Different algal biomass and its components are recognized to be excellent sustainable biosorbents for dyes and metals removal due to its high metallic affinity, low cost and local abundance in fresh and salt water and their surface characteristics48. Previous studies reported a high metal-binding potentiality of algal cell wall as a result of its polysaccharides or proteins, which contains active groups such as carboxylic, hydroxyl and amino that act as active sites for metals removal18. Previous study reported the effectiveness of algal species (Synechocystis pevalekii and Scenedesmus bernardii) for the biosorption of Co2+46. Algae showed a wide range of metal-binding abilities, which could be explained by differences in cell wall polysaccharides and proteins, which play a key role in cell surface binding sites. El-Naggar et al.11 documented that the active sites available for removal of dye and metal ions are limited by the agglomeration. The decrease in the biosorption process at higher algal biomass concentration could be attributed to agglomeration and, as a result, a reduction in intercellular distance leading to a decrease in total surface area and available active sites for metals removal49.

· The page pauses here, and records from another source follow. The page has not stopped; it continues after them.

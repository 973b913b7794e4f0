//! FunctionBar - F1-F10 key labels at the bottom of the screen
//!
//! Matches C htop FunctionBar.c implementation exactly:
//! - Keys (F1, F2, etc.) use FUNCTION_KEY color (white on black)
//! - Labels (Help, Setup, etc.) use FUNCTION_BAR color (black on cyan)
//! - Labels are fixed 6-character width with trailing spaces
//! - No padding between key-label pairs

#![allow(dead_code)]

use super::crt::ColorElement;
use super::Crt;
use crate::core::Settings;
use crate::ncurses_compat::*;

/// Default function key labels (6-char fixed width with trailing spaces, like C htop)
pub const DEFAULT_FUNCTIONS: [(&str, &str); 10] = [
    ("F1", "Help  "),
    ("F2", "Setup "),
    ("F3", "Search"),
    ("F4", "Filter"),
    ("F5", "Tree  "),
    ("F6", "SortBy"),
    ("F7", "Nice -"),
    ("F8", "Nice +"),
    ("F9", "Kill  "),
    ("F10", "Quit  "),
];

/// Function bar item with key, label, and enabled state
#[derive(Debug, Clone)]
pub struct FunctionBarItem {
    pub key: String,
    pub label: String,
    pub enabled: bool,
}

impl FunctionBarItem {
    pub fn new(key: &str, label: &str) -> Self {
        FunctionBarItem {
            key: key.to_string(),
            label: label.to_string(),
            enabled: true,
        }
    }

    pub fn disabled(key: &str, label: &str) -> Self {
        FunctionBarItem {
            key: key.to_string(),
            label: label.to_string(),
            enabled: false,
        }
    }
}

/// Function bar at the bottom of the screen
#[derive(Debug, Clone)]
pub struct FunctionBar {
    pub items: Vec<FunctionBarItem>,
}

impl FunctionBar {
    /// Create a new function bar with default labels
    pub fn new() -> Self {
        FunctionBar {
            items: DEFAULT_FUNCTIONS
                .iter()
                .map(|(k, v)| FunctionBarItem::new(k, v))
                .collect(),
        }
    }

    /// Create a new function bar with custom labels
    /// labels is an array of (label, key) pairs for F1-F10
    /// Empty label means skip that function key
    pub fn new_with_labels(labels: &[(&str, &str); 10]) -> Self {
        let items: Vec<FunctionBarItem> = labels
            .iter()
            .enumerate()
            .filter_map(|(i, (label, key))| {
                if label.is_empty() && key.is_empty() {
                    None
                } else {
                    // Format label to be 6 chars wide
                    let formatted_label = format!("{:6}", label);
                    let key_str = if key.is_empty() {
                        format!("F{}", i + 1)
                    } else {
                        key.to_string()
                    };
                    Some(FunctionBarItem::new(&key_str, &formatted_label))
                }
            })
            .collect();

        FunctionBar { items }
    }

    /// Create a function bar with custom labels (backward compatibility)
    pub fn with_functions(functions: Vec<(String, String)>) -> Self {
        FunctionBar {
            items: functions
                .into_iter()
                .map(|(k, v)| FunctionBarItem::new(&k, &v))
                .collect(),
        }
    }

    /// Create a simple Enter/Esc function bar (like C htop FunctionBar_newEnterEsc)
    pub fn new_enter_esc(enter_label: &str, esc_label: &str) -> Self {
        FunctionBar {
            items: vec![
                FunctionBarItem::new("Enter", enter_label),
                FunctionBarItem::new("Esc", esc_label),
            ],
        }
    }

    /// Set a function key label
    pub fn set_function(&mut self, index: usize, key: &str, label: &str) {
        if index < self.items.len() {
            self.items[index].key = key.to_string();
            self.items[index].label = label.to_string();
        }
    }

    /// Set whether a function key is enabled (grayed out if disabled)
    pub fn set_enabled(&mut self, index: usize, enabled: bool) {
        if index < self.items.len() {
            self.items[index].enabled = enabled;
        }
    }

    /// Draw the function bar (matches C htop FunctionBar_drawExtra)
    pub fn draw(&self, crt: &Crt, y: i32, _settings: &Settings) {
        let width = crt.width();
        let bar_color = crt.color(ColorElement::FunctionBar);
        let key_color = crt.color(ColorElement::FunctionKey);
        let disabled_color = crt.color(ColorElement::Disabled);

        // First fill entire line with spaces in FUNCTION_BAR color
        mv(y, 0);
        attrset(bar_color);
        for _ in 0..width {
            addch(' ' as u32);
        }

        // Draw each key-label pair consecutively (no padding between pairs)
        let mut x = 0i32;
        for item in &self.items {
            if x >= width {
                break;
            }

            // Use disabled color for disabled items
            let effective_key_color = if item.enabled {
                key_color
            } else {
                disabled_color
            };
            let effective_bar_color = if item.enabled {
                bar_color
            } else {
                disabled_color
            };

            // Draw the key (F1, F2, etc.)
            mv(y, x);
            attrset(effective_key_color);
            let _ = addstr(&item.key);
            x += item.key.len() as i32;

            // Draw the label (Help, Setup, etc.)
            attrset(effective_bar_color);
            let _ = addstr(&item.label);
            x += item.label.len() as i32;
        }
        attrset(A_NORMAL);
    }

    /// Draw the function bar without settings (backward compatibility)
    pub fn draw_simple(&self, crt: &Crt, y: i32) {
        self.draw_simple_return_x(crt, y);
    }

    /// Draw the function bar and return the ending x position
    /// This allows appending additional content (like "PAUSED") after the bar
    pub fn draw_simple_return_x(&self, crt: &Crt, y: i32) -> i32 {
        let width = crt.width();
        let bar_color = crt.color(ColorElement::FunctionBar);
        let key_color = crt.color(ColorElement::FunctionKey);
        let disabled_color = crt.color(ColorElement::Disabled);

        // First fill entire line with spaces in FUNCTION_BAR color
        mv(y, 0);
        attrset(bar_color);
        for _ in 0..width {
            addch(' ' as u32);
        }

        // Draw each key-label pair consecutively (no padding between pairs)
        let mut x = 0i32;
        for item in &self.items {
            if x >= width {
                break;
            }

            // Use disabled color for disabled items
            let effective_key_color = if item.enabled {
                key_color
            } else {
                disabled_color
            };
            let effective_bar_color = if item.enabled {
                bar_color
            } else {
                disabled_color
            };

            // Draw the key (F1, F2, etc.)
            mv(y, x);
            attrset(effective_key_color);
            let _ = addstr(&item.key);
            x += item.key.len() as i32;

            // Draw the label (Help, Setup, etc.)
            attrset(effective_bar_color);
            let _ = addstr(&item.label);
            x += item.label.len() as i32;
        }
        attrset(A_NORMAL);
        x
    }

    /// Backward compatibility: get functions as Vec<(String, String)>
    pub fn functions(&self) -> Vec<(String, String)> {
        self.items
            .iter()
            .map(|item| (item.key.clone(), item.label.clone()))
            .collect()
    }
}

impl Default for FunctionBar {
    fn default() -> Self {
        FunctionBar::new()
    }
}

Effect of the initial Congo red dye concentration on the biosorption percent

3D surface graphs (Fig. 1B, E, H, I) illustrated the effect of the initial Congo red dye concentration (X3) when interacting with the other four parameters including the initial pH value, E. intestinalis biomass concentration, cobalt concentration and incubation time on Congo red dye biosorption percent. Meanwhile, 3D surface graphs (Fig. 2B, E, H, I) illustrated the effect of the initial Congo red dye concentration (X3) when interacting with the other four parameters including the initial pH value, E. intestinalis biomass concentration, cobalt concentration and incubation time on Co2+ biosorption percent. The biosorption process of Congo red dye by E. intestinalis biomass decreased at high Congo red dye concentration. The maximum biosorption of Congo red dye by E. intestinalis biomass with percent quantified as 100% was achieved at 100 mg/L from Congo red dye. The depletion of available binding sites on the surface of E. intestinalis may play a key role in reducing Congo red dye biosorption. Dye concentration have a great effect on the biosorption process and its efficiency, the initial dye concentration give an important driving force to get rid of any resistance from mass transfer that could be resulted from aqueous and solid state35,50.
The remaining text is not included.